Task instructions: Whenever a line of the entries below holds the string "name", copy that line and return it.

Material provided:
*** Block opens ***
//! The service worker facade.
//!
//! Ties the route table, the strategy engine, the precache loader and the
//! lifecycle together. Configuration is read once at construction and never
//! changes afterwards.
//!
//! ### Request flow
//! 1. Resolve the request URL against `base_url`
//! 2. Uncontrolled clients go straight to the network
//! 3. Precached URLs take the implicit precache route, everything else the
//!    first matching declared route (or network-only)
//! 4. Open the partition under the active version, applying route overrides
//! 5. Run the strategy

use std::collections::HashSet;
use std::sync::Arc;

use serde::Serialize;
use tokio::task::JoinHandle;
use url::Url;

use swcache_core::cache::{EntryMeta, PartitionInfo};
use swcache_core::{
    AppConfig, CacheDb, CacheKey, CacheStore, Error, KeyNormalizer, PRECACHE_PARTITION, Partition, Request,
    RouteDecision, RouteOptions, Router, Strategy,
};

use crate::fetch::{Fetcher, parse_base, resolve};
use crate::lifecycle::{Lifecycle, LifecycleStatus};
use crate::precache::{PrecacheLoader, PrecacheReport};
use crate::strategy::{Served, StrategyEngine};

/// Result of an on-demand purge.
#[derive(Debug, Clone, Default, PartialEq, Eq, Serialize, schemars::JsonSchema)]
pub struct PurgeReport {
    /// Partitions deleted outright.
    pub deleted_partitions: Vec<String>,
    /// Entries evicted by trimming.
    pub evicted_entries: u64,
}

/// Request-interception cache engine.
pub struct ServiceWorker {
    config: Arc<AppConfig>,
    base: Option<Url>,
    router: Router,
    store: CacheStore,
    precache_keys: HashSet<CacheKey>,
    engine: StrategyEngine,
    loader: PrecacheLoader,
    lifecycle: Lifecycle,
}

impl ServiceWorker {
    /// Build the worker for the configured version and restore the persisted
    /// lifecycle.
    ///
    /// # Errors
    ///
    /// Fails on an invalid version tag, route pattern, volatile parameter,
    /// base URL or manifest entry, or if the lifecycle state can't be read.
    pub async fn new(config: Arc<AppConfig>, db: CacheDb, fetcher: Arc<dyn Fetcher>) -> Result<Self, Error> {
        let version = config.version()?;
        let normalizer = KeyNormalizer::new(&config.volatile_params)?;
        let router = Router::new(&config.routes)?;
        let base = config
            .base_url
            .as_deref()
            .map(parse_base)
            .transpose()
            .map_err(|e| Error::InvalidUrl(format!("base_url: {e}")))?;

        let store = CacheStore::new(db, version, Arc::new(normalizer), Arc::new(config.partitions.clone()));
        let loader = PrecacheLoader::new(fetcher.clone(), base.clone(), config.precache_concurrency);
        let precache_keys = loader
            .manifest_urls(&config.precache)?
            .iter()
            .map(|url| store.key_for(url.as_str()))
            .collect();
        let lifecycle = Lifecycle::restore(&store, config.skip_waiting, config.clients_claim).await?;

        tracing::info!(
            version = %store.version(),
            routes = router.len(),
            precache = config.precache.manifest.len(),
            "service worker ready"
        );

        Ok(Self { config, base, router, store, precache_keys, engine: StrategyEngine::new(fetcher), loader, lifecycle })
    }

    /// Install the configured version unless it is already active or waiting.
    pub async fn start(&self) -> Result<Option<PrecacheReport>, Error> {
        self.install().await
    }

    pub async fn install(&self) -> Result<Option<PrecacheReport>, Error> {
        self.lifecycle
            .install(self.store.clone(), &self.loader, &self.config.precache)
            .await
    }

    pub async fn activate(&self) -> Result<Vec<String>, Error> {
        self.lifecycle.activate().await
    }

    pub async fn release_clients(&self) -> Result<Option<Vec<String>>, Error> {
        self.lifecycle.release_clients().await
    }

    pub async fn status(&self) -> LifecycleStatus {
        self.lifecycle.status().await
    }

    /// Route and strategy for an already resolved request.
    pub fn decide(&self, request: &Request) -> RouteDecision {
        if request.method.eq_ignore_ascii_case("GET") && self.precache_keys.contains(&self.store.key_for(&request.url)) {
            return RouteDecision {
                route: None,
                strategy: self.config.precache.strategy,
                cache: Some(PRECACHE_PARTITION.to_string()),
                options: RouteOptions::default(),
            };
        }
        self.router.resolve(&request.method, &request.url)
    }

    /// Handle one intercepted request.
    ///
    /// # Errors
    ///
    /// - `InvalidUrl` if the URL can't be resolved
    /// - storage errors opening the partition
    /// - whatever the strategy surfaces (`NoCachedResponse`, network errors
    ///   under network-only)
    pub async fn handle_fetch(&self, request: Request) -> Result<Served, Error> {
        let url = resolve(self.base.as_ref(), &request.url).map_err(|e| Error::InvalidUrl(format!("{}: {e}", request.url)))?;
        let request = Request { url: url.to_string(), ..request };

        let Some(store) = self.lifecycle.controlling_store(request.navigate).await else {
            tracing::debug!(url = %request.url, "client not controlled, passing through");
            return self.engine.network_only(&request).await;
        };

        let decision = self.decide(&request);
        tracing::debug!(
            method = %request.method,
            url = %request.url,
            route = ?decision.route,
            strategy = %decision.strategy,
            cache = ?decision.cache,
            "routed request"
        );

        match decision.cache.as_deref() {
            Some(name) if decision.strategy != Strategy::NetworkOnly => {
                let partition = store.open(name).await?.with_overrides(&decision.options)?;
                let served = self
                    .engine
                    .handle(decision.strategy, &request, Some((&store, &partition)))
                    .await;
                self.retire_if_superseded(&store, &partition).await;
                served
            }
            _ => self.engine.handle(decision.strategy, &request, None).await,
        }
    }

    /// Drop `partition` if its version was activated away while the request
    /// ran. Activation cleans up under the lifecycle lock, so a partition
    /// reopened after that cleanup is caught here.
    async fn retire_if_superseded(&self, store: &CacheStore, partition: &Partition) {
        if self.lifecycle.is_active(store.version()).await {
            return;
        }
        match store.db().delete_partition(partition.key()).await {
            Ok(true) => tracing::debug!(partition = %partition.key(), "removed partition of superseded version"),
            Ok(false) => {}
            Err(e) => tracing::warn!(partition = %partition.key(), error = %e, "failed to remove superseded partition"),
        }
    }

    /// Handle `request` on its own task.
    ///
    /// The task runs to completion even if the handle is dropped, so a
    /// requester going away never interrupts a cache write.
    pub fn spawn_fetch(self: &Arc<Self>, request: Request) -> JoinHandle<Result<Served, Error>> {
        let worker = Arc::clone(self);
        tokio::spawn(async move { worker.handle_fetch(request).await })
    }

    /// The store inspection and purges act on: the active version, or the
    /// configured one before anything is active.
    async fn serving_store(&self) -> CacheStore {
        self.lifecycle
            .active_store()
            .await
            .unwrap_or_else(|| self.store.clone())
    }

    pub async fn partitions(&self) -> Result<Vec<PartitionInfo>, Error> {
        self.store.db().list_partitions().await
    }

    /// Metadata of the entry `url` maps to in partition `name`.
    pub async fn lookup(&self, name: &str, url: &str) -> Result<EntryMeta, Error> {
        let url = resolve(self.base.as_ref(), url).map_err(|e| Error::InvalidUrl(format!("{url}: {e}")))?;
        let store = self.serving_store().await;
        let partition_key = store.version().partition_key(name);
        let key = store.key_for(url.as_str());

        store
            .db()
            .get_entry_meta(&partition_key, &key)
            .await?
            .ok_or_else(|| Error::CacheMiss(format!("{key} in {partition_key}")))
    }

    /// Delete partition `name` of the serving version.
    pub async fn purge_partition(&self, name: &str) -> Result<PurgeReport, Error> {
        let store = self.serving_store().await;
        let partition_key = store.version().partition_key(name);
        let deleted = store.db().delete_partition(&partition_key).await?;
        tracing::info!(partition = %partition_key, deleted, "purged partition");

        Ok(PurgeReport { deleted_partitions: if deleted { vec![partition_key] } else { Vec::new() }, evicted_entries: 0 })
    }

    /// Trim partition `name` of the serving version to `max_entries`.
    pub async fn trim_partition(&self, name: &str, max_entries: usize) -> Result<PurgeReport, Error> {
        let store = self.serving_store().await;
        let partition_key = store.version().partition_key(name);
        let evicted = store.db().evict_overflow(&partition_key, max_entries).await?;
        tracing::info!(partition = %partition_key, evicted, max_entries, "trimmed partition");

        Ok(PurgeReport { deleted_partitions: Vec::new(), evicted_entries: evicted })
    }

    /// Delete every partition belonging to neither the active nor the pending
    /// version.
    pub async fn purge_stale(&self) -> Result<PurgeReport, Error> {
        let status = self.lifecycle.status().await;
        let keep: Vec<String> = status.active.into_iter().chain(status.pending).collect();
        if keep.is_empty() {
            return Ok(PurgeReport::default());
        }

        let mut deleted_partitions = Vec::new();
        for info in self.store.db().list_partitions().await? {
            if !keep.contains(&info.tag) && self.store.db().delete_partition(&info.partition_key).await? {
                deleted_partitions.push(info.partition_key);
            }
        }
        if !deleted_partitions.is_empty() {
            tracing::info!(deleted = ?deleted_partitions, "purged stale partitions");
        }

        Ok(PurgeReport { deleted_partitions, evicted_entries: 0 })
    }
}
*** Block closes ***
Reply:
            Some(name) if decision.strategy != Strategy::NetworkOnly => {
                let partition = store.open(name).await?.with_overrides(&decision.options)?;
    /// Metadata of the entry `url` maps to in partition `name`.
    pub async fn lookup(&self, name: &str, url: &str) -> Result<EntryMeta, Error> {
        let partition_key = store.version().partition_key(name);
    /// Delete partition `name` of the serving version.
    pub async fn purge_partition(&self, name: &str) -> Result<PurgeReport, Error> {
        let partition_key = store.version().partition_key(name);
    /// Trim partition `name` of the serving version to `max_entries`.
    pub async fn trim_partition(&self, name: &str, max_entries: usize) -> Result<PurgeReport, Error> {
        let partition_key = store.version().partition_key(name);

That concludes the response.